Матвей совершенно растерялся. Полусонный, беззащитный, он кое-как выбрался из-под одеяла и сел на кровати. Посмотрел на мать — она, кажется, над чем-то размышляла.
— Мне ответ пришел, — сообщила она, наконец.
— Какой ответ? — не понял Матвей.
Мать высокомерно вздернула брови:
— Как это — какой? Как это — какой? На мое письмо брату. Александру.
— И… что?
— И ничего, — скрытое раздражение матери начало прорываться. — Нет его по этому адресу. Уже давно не живет. И как теперь его искать прикажете?

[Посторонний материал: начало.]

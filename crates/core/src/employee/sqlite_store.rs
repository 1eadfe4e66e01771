//! SQLite-backed employee storage

use async_trait::async_trait;
use rusqlite::types::{FromSql, FromSqlError, FromSqlResult, ToSql, ToSqlOutput, ValueRef};
use rusqlite::{params, Connection, OptionalExtension, Row};
use tracing::{debug, instrument};

use super::model::{
    normalize_email, AccessLevel, Employee, EmployeeCredentials, EmployeeUpdate, NewEmployee,
};
use super::repository::EmployeeRepository;
use crate::db::{constraint_violation, ConstraintViolation, Database};
use crate::{Error, Result};

const EMPLOYEE_COLUMNS: &str = "id, name, title, email, access_level";

impl FromSql for AccessLevel {
    fn column_result(value: ValueRef<'_>) -> FromSqlResult<Self> {
        value
            .as_str()?
            .parse()
            .map_err(|err: Error| FromSqlError::Other(Box::new(err)))
    }
}

impl ToSql for AccessLevel {
    fn to_sql(&self) -> rusqlite::Result<ToSqlOutput<'_>> {
        Ok(ToSqlOutput::from(self.as_str()))
    }
}

fn employee_from_row(row: &Row<'_>) -> rusqlite::Result<Employee> {
    Ok(Employee {
        id: row.get(0)?,
        name: row.get(1)?,
        title: row.get(2)?,
        email: row.get(3)?,
        access_level: row.get(4)?,
    })
}

fn load_employee(conn: &Connection, id: i64) -> Result<Option<Employee>> {
    let employee = conn
        .query_row(
            &format!("SELECT {EMPLOYEE_COLUMNS} FROM employees WHERE id = ?1"),
            [id],
            employee_from_row,
        )
        .optional()?;
    Ok(employee)
}

/// Map a failed insert/update on `employees` to the domain error.
fn write_error(err: rusqlite::Error, email: &str) -> Error {
    match constraint_violation(&err) {
        Some(ConstraintViolation::Unique) => Error::DuplicateEmail(email.to_string()),
        _ => err.into(),
    }
}

/// Employee store over the shared [`Database`]
#[derive(Clone)]
pub struct SqliteEmployeeStore {
    db: Database,
}

impl SqliteEmployeeStore {
    pub fn new(db: Database) -> Self {
        Self { db }
    }
}

#[async_trait]
impl EmployeeRepository for SqliteEmployeeStore {
    #[instrument(skip(self, employee), fields(email = %employee.email))]
    async fn create(&self, employee: NewEmployee) -> Result<Employee> {
        let email = normalize_email(&employee.email)?;
        self.db
            .transact(move |tx| {
                let access_level = match employee.access_level {
                    Some(level) => level,
                    None => {
                        let existing: i64 =
                            tx.query_row("SELECT COUNT(*) FROM employees", [], |row| row.get(0))?;
                        if existing == 0 {
                            AccessLevel::Admin
                        } else {
                            AccessLevel::default()
                        }
                    }
                };

                tx.execute(
                    "INSERT INTO employees (name, title, email, password_hash, access_level)
                     VALUES (?1, ?2, ?3, ?4, ?5)",
                    params![
                        employee.name,
                        employee.title,
                        email,
                        employee.password_hash,
                        access_level
                    ],
                )
                .map_err(|err| write_error(err, &email))?;

                let created = Employee {
                    id: tx.last_insert_rowid(),
                    name: employee.name,
                    title: employee.title,
                    email,
                    access_level,
                };
                debug!(employee_id = created.id, access_level = %access_level, "employee created");
                Ok(created)
            })
            .await
    }

    #[instrument(skip(self))]
    async fn list(&self) -> Result<Vec<Employee>> {
        self.db
            .read(|tx| {
                let mut stmt =
                    tx.prepare(&format!("SELECT {EMPLOYEE_COLUMNS} FROM employees ORDER BY id"))?;
                let employees = stmt
                    .query_map([], employee_from_row)?
                    .collect::<rusqlite::Result<Vec<_>>>()?;
                Ok(employees)
            })
            .await
    }

    #[instrument(skip(self))]
    async fn get(&self, id: i64) -> Result<Employee> {
        self.db
            .read(move |tx| load_employee(tx, id)?.ok_or(Error::EmployeeNotFound(id)))
            .await
    }

    #[instrument(skip(self))]
    async fn find_credentials(&self, email: &str) -> Result<Option<EmployeeCredentials>> {
        let email = normalize_email(email)?;
        self.db
            .read(move |tx| {
                let found = tx
                    .query_row(
                        &format!(
                            "SELECT {EMPLOYEE_COLUMNS}, password_hash FROM employees WHERE email = ?1"
                        ),
                        [&email],
                        |row| {
                            Ok(EmployeeCredentials {
                                employee: employee_from_row(row)?,
                                password_hash: row.get(5)?,
                            })
                        },
                    )
                    .optional()?;
                Ok(found)
            })
            .await
    }

    #[instrument(skip(self, update))]
    async fn update(&self, id: i64, update: EmployeeUpdate) -> Result<Employee> {
        let email = update.email.as_deref().map(normalize_email).transpose()?;
        self.db
            .transact(move |tx| {
                let mut employee = load_employee(tx, id)?.ok_or(Error::EmployeeNotFound(id))?;
                if update.is_empty() {
                    return Ok(employee);
                }

                if let Some(name) = update.name {
                    employee.name = name;
                }
                if let Some(title) = update.title {
                    employee.title = title;
                }
                if let Some(email) = email {
                    employee.email = email;
                }
                if let Some(access_level) = update.access_level {
                    employee.access_level = access_level;
                }

                tx.execute(
                    "UPDATE employees
                     SET name = ?1, title = ?2, email = ?3, access_level = ?4,
                         password_hash = COALESCE(?5, password_hash)
                     WHERE id = ?6",
                    params![
                        employee.name,
                        employee.title,
                        employee.email,
                        employee.access_level,
                        update.password_hash,
                        id
                    ],
                )
                .map_err(|err| write_error(err, &employee.email))?;
                Ok(employee)
            })
            .await
    }

    #[instrument(skip(self))]
    async fn delete(&self, id: i64) -> Result<()> {
        self.db
            .transact(move |tx| {
                let owned: i64 = tx.query_row(
                    "SELECT COUNT(*) FROM tasks WHERE assigned_employee_id = ?1",
                    [id],
                    |row| row.get(0),
                )?;
                let removed = tx.execute("DELETE FROM employees WHERE id = ?1", [id])?;
                if removed == 0 {
                    return Err(Error::EmployeeNotFound(id));
                }
                debug!(employee_id = id, unassigned_tasks = owned, "employee deleted");
                Ok(())
            })
            .await
    }

    #[instrument(skip(self))]
    async fn count(&self) -> Result<u64> {
        self.db
            .read(|tx| {
                let count: i64 =
                    tx.query_row("SELECT COUNT(*) FROM employees", [], |row| row.get(0))?;
                Ok(u64::try_from(count).unwrap_or_default())
            })
            .await
    }
}

#[cfg(test)]
mod tests {
    use tempfile::TempDir;

    use super::*;
    use crate::DatabaseConfig;

    fn build_store() -> (SqliteEmployeeStore, TempDir) {
        let temp_dir = TempDir::new().unwrap();
        let db = Database::open(&DatabaseConfig::new(temp_dir.path().join("flow.db"))).unwrap();
        (SqliteEmployeeStore::new(db), temp_dir)
    }

    #[tokio::test]
    async fn first_employee_is_admin_then_users() {
        let (store, _tmp) = build_store();
        let first = store
            .create(NewEmployee::new("Ana", "Dev", "ana@x.com"))
            .await
            .unwrap();
        let second = store
            .create(NewEmployee::new("Bruno", "QA", "bruno@x.com"))
            .await
            .unwrap();

        assert_eq!(first.access_level, AccessLevel::Admin);
        assert_eq!(second.access_level, AccessLevel::User);
        assert!(second.id > first.id);
    }

    #[tokio::test]
    async fn duplicate_email_rejected_and_store_unchanged() {
        let (store, _tmp) = build_store();
        store
            .create(NewEmployee::new("Ana", "Dev", "ana@x.com"))
            .await
            .unwrap();

        let err = store
            .create(NewEmployee::new("Other", "Ops", " ANA@x.com "))
            .await
            .unwrap_err();
        assert!(matches!(err, Error::DuplicateEmail(email) if email == "ana@x.com"));

        let all = store.list().await.unwrap();
        assert_eq!(all.len(), 1);
        assert_eq!(all[0].name, "Ana");
    }

    #[tokio::test]
    async fn get_missing_employee_is_not_found() {
        let (store, _tmp) = build_store();
        let err = store.get(42).await.unwrap_err();
        assert!(matches!(err, Error::EmployeeNotFound(42)));
    }

    #[tokio::test]
    async fn partial_update_keeps_absent_fields() {
        let (store, _tmp) = build_store();
        let ana = store
            .create(NewEmployee::new("Ana", "Dev", "ana@x.com"))
            .await
            .unwrap();

        let updated = store
            .update(
                ana.id,
                EmployeeUpdate {
                    title: Some("Lead".to_string()),
                    ..Default::default()
                },
            )
            .await
            .unwrap();

        assert_eq!(updated.title, "Lead");
        assert_eq!(updated.name, "Ana");
        assert_eq!(updated.email, "ana@x.com");
        assert_eq!(store.get(ana.id).await.unwrap(), updated);
    }

    #[tokio::test]
    async fn update_to_taken_email_fails() {
        let (store, _tmp) = build_store();
        store
            .create(NewEmployee::new("Ana", "Dev", "ana@x.com"))
            .await
            .unwrap();
        let bruno = store
            .create(NewEmployee::new("Bruno", "QA", "bruno@x.com"))
            .await
            .unwrap();

        let err = store
            .update(
                bruno.id,
                EmployeeUpdate {
                    email: Some("ana@x.com".to_string()),
                    ..Default::default()
                },
            )
            .await
            .unwrap_err();
        assert!(matches!(err, Error::DuplicateEmail(_)));
        assert_eq!(store.get(bruno.id).await.unwrap().email, "bruno@x.com");
    }

    #[tokio::test]
    async fn update_missing_employee_is_not_found() {
        let (store, _tmp) = build_store();
        let err = store
            .update(
                9,
                EmployeeUpdate {
                    name: Some("Ghost".to_string()),
                    ..Default::default()
                },
            )
            .await
            .unwrap_err();
        assert!(matches!(err, Error::EmployeeNotFound(9)));
    }

    #[tokio::test]
    async fn credentials_lookup_returns_hash() {
        let (store, _tmp) = build_store();
        store
            .create(NewEmployee::new("Ana", "Dev", "ana@x.com").with_password_hash("v1$salt$digest"))
            .await
            .unwrap();

        let found = store.find_credentials("Ana@X.com").await.unwrap().unwrap();
        assert_eq!(found.employee.name, "Ana");
        assert_eq!(found.password_hash.as_deref(), Some("v1$salt$digest"));
        assert!(store.find_credentials("nobody@x.com").await.unwrap().is_none());
    }

    #[tokio::test]
    async fn password_hash_update_is_optional() {
        let (store, _tmp) = build_store();
        let ana = store
            .create(NewEmployee::new("Ana", "Dev", "ana@x.com").with_password_hash("old"))
            .await
            .unwrap();

        store
            .update(
                ana.id,
                EmployeeUpdate {
                    name: Some("Ana Maria".to_string()),
                    ..Default::default()
                },
            )
            .await
            .unwrap();
        let creds = store.find_credentials("ana@x.com").await.unwrap().unwrap();
        assert_eq!(creds.password_hash.as_deref(), Some("old"));

        store
            .update(
                ana.id,
                EmployeeUpdate {
                    password_hash: Some("new".to_string()),
                    ..Default::default()
                },
            )
            .await
            .unwrap();
        let creds = store.find_credentials("ana@x.com").await.unwrap().unwrap();
        assert_eq!(creds.password_hash.as_deref(), Some("new"));
    }

    #[tokio::test]
    async fn delete_removes_employee() {
        let (store, _tmp) = build_store();
        let ana = store
            .create(NewEmployee::new("Ana", "Dev", "ana@x.com"))
            .await
            .unwrap();

        store.delete(ana.id).await.unwrap();
        assert_eq!(store.count().await.unwrap(), 0);
        assert!(matches!(
            store.delete(ana.id).await,
            Err(Error::EmployeeNotFound(_))
        ));
    }
}
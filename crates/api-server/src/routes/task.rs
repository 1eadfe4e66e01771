//! Task API endpoints
//!
//! RESTful API for task CRUD operations plus the dashboard preview.

use axum::{
    extract::{Path, Query, State},
    http::StatusCode,
    routing::get,
    Json, Router,
};
use serde::{Deserialize, Deserializer, Serialize};

use flow_core::employee::AccessLevel;
use flow_core::task::{
    Deadline, NewTask, Task, TaskFilter, TaskUpdate, TaskWithAssignee, DEFAULT_UPCOMING_LIMIT,
};

use super::error::{bad_request, forbidden, map_auth_error, map_core_error, required_text, RouteError};
use crate::auth::{ensure_access, Caller};
use crate::state::AppState;

const MAX_UPCOMING_LIMIT: usize = 50;

// ============================================================================
// Request/Response types
// ============================================================================

#[derive(Debug, Deserialize)]
struct CreateTaskRequest {
    #[serde(rename = "titulo")]
    title: String,
    #[serde(default, rename = "descricao")]
    description: Option<String>,
    #[serde(rename = "prazo")]
    deadline: String,
    #[serde(default, rename = "concluida")]
    completed: bool,
    #[serde(default, rename = "empregado_id")]
    assigned_employee_id: Option<i64>,
}

/// Partial update; `descricao` and `empregado_id` accept `null` to clear
#[derive(Debug, Deserialize)]
struct UpdateTaskRequest {
    #[serde(default, rename = "titulo")]
    title: Option<String>,
    #[serde(default, rename = "descricao", deserialize_with = "double_option")]
    description: Option<Option<String>>,
    #[serde(default, rename = "prazo")]
    deadline: Option<String>,
    #[serde(default, rename = "concluida")]
    completed: Option<bool>,
    #[serde(default, rename = "empregado_id", deserialize_with = "double_option")]
    assigned_employee_id: Option<Option<i64>>,
}

#[derive(Debug, Deserialize)]
struct ListTasksQuery {
    #[serde(default)]
    empregado_id: Option<i64>,
    #[serde(default)]
    concluida: Option<bool>,
    #[serde(default)]
    offset: Option<u32>,
    #[serde(default)]
    limit: Option<u32>,
}

#[derive(Debug, Deserialize)]
struct UpcomingQuery {
    #[serde(default)]
    limite: Option<usize>,
}

#[derive(Debug, Serialize)]
struct TaskResponse {
    id: i64,
    #[serde(rename = "titulo")]
    title: String,
    #[serde(rename = "descricao")]
    description: Option<String>,
    #[serde(rename = "prazo")]
    deadline: Deadline,
    #[serde(rename = "concluida")]
    completed: bool,
    #[serde(rename = "empregado_id")]
    assigned_employee_id: Option<i64>,
}

#[derive(Debug, Serialize)]
struct TaskListItem {
    #[serde(flatten)]
    task: TaskResponse,
    #[serde(rename = "empregado_nome")]
    assignee_name: String,
}

impl From<Task> for TaskResponse {
    fn from(task: Task) -> Self {
        Self {
            id: task.id,
            title: task.title,
            description: task.description,
            deadline: task.deadline,
            completed: task.completed,
            assigned_employee_id: task.assigned_employee_id,
        }
    }
}

impl From<TaskWithAssignee> for TaskListItem {
    fn from(item: TaskWithAssignee) -> Self {
        let assignee_name = item.assignee_label().to_string();
        Self {
            task: TaskResponse::from(item.task),
            assignee_name,
        }
    }
}

fn double_option<'de, T, D>(deserializer: D) -> Result<Option<Option<T>>, D::Error>
where
    T: Deserialize<'de>,
    D: Deserializer<'de>,
{
    Option::<T>::deserialize(deserializer).map(Some)
}

fn parse_deadline(raw: &str) -> Result<Deadline, RouteError> {
    Deadline::parse(raw).map_err(map_core_error)
}

fn list_items(tasks: Vec<TaskWithAssignee>) -> Json<Vec<TaskListItem>> {
    Json(tasks.into_iter().map(TaskListItem::from).collect())
}

// ============================================================================
// Handlers
// ============================================================================

/// GET /tarefas/ - users only ever see their own tasks
async fn list_tasks(
    State(state): State<AppState>,
    caller: Caller,
    Query(query): Query<ListTasksQuery>,
) -> Result<Json<Vec<TaskListItem>>, RouteError> {
    let assignee = match (caller.restricted_to(), query.empregado_id) {
        (Some(own_id), Some(requested)) if requested != own_id => {
            return Err(forbidden("cannot list tasks of another employee"));
        }
        (Some(own_id), _) => Some(own_id),
        (None, requested) => requested,
    };

    let filter = TaskFilter {
        assigned_employee_id: assignee,
        completed: query.concluida,
        offset: query.offset,
        limit: query.limit,
    };
    let tasks = state.tasks().list(filter).await.map_err(map_core_error)?;
    Ok(list_items(tasks))
}

/// GET /tarefas/proximas - pending tasks with the nearest deadlines
async fn list_upcoming(
    State(state): State<AppState>,
    caller: Caller,
    Query(query): Query<UpcomingQuery>,
) -> Result<Json<Vec<TaskListItem>>, RouteError> {
    let limit = query
        .limite
        .unwrap_or(DEFAULT_UPCOMING_LIMIT)
        .min(MAX_UPCOMING_LIMIT);

    let tasks = match caller.restricted_to() {
        Some(own_id) => state.tasks().list_upcoming_pending_for(own_id, limit).await,
        None => state.tasks().list_upcoming_pending(limit).await,
    }
    .map_err(map_core_error)?;
    Ok(list_items(tasks))
}

/// GET /tarefas/empregado/:id
async fn list_tasks_by_employee(
    State(state): State<AppState>,
    caller: Caller,
    Path(employee_id): Path<i64>,
) -> Result<Json<Vec<TaskListItem>>, RouteError> {
    ensure_access(&caller, Some(employee_id), AccessLevel::User).map_err(map_auth_error)?;
    state
        .employees()
        .get(employee_id)
        .await
        .map_err(map_core_error)?;

    let tasks = state
        .tasks()
        .list(TaskFilter::assigned_to(employee_id))
        .await
        .map_err(map_core_error)?;
    Ok(list_items(tasks))
}

/// POST /tarefas/ - a user's tasks are always assigned to that user
async fn create_task(
    State(state): State<AppState>,
    caller: Caller,
    Json(req): Json<CreateTaskRequest>,
) -> Result<(StatusCode, Json<TaskResponse>), RouteError> {
    let title = required_text(&req.title, "Title")?;
    let deadline = parse_deadline(&req.deadline)?;

    let mut task = NewTask::new(title, deadline).with_completed(req.completed);
    if let Some(description) = req.description {
        task = task.with_description(description);
    }
    if let Some(employee_id) = caller.restricted_to().or(req.assigned_employee_id) {
        task = task.with_assignee(employee_id);
    }

    let created = state.tasks().create(task).await.map_err(map_core_error)?;
    Ok((StatusCode::CREATED, Json(TaskResponse::from(created))))
}

/// GET /tarefas/:id
async fn get_task(
    State(state): State<AppState>,
    caller: Caller,
    Path(id): Path<i64>,
) -> Result<Json<TaskResponse>, RouteError> {
    let task = state.tasks().get(id).await.map_err(map_core_error)?;
    ensure_access(&caller, task.assigned_employee_id, AccessLevel::User)
        .map_err(map_auth_error)?;

    Ok(Json(TaskResponse::from(task)))
}

/// PUT /tarefas/:id - partial update
async fn update_task(
    State(state): State<AppState>,
    caller: Caller,
    Path(id): Path<i64>,
    Json(req): Json<UpdateTaskRequest>,
) -> Result<Json<TaskResponse>, RouteError> {
    let current = state.tasks().get(id).await.map_err(map_core_error)?;
    ensure_access(&caller, current.assigned_employee_id, AccessLevel::User)
        .map_err(map_auth_error)?;

    if let (Some(own_id), Some(assignee)) = (caller.restricted_to(), req.assigned_employee_id) {
        if assignee != Some(own_id) {
            return Err(forbidden("cannot reassign a task to another employee"));
        }
    }

    let update = TaskUpdate {
        title: req
            .title
            .as_deref()
            .map(|title| required_text(title, "Title"))
            .transpose()?,
        description: req.description,
        deadline: req.deadline.as_deref().map(parse_deadline).transpose()?,
        completed: req.completed,
        assigned_employee_id: req.assigned_employee_id,
    };
    if update.is_empty() {
        return Err(bad_request("No fields to update"));
    }

    let updated = state
        .tasks()
        .update(id, update)
        .await
        .map_err(map_core_error)?;
    Ok(Json(TaskResponse::from(updated)))
}

/// DELETE /tarefas/:id
async fn delete_task(
    State(state): State<AppState>,
    caller: Caller,
    Path(id): Path<i64>,
) -> Result<StatusCode, RouteError> {
    let task = state.tasks().get(id).await.map_err(map_core_error)?;
    ensure_access(&caller, task.assigned_employee_id, AccessLevel::User)
        .map_err(map_auth_error)?;

    state.tasks().delete(id).await.map_err(map_core_error)?;
    Ok(StatusCode::NO_CONTENT)
}

pub fn router() -> Router<AppState> {
    Router::new()
        .route("/tarefas/", get(list_tasks).post(create_task))
        .route("/tarefas/proximas", get(list_upcoming))
        .route("/tarefas/empregado/{id}", get(list_tasks_by_employee))
        .route(
            "/tarefas/{id}",
            get(get_task).put(update_task).delete(delete_task),
        )
}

Всплеснув руками, Алевтина Григорьевна уставилась на сына, словно это он был виноват в том, что величайший — по её мнению — волшебник всех времен и народов переехал и её не предупредил. Матвей же едва сдержал облегченный вздох, и тут же в голове его хихикнула темнота, вскинула щупальца и ликующе ими потрясла. Он схватился за голову и застонал — боль была такая, что, казалось, череп сейчас взорвется.
Мать этот жест проигнорировала и сказала, как ни в чем не бывало:
— Я у сестры, Глашки, попробую выяснить, где сейчас Александр. Может, знает.
Темнота в голове Матвея хихикнула еще раз, отчего в глазах у волшебника зарябило. А затем темнота приказала: «Заткни ей рот».
Весело так приказала, издевательски, и в то же время настойчиво, не оставляя возможности увильнуть. Матвей отдернул руки от головы и, невзирая на боль, вскочил с постели. На всякий случай он отошел от матери подальше и прошептал:
— Нет. Ни за что.
«Она мне надоела. Вечно лезет, когда не просят! Заткни ей рот, иначе голову отрублю!»
— Матвей, в чем дело? С кем ты разговариваешь? — прорезался сквозь пелену боли подозрительный голос матери.
— Нет…
«Заткни ее!» — взвыла темнота и ударила. Ударила в полсилы, в качестве демонстрации, однако Матвею показалось, что у него из ушей сейчас мозг вытечет, и глаза из глазниц вылезут, и вообще он весь треснет по швам, как переспелый арбуз под палящими лучами солнца. И тогда кровь испачкает комнату, и это очень огорчит мать. Не в силах устоять на ногах, Матвей по стенке стек на пол и там замер, скорчившись, подперев голову рукой, так как держаться на шее самостоятельно она отказывалась. Все норовила завалиться на бок, если не отвалиться окончательно.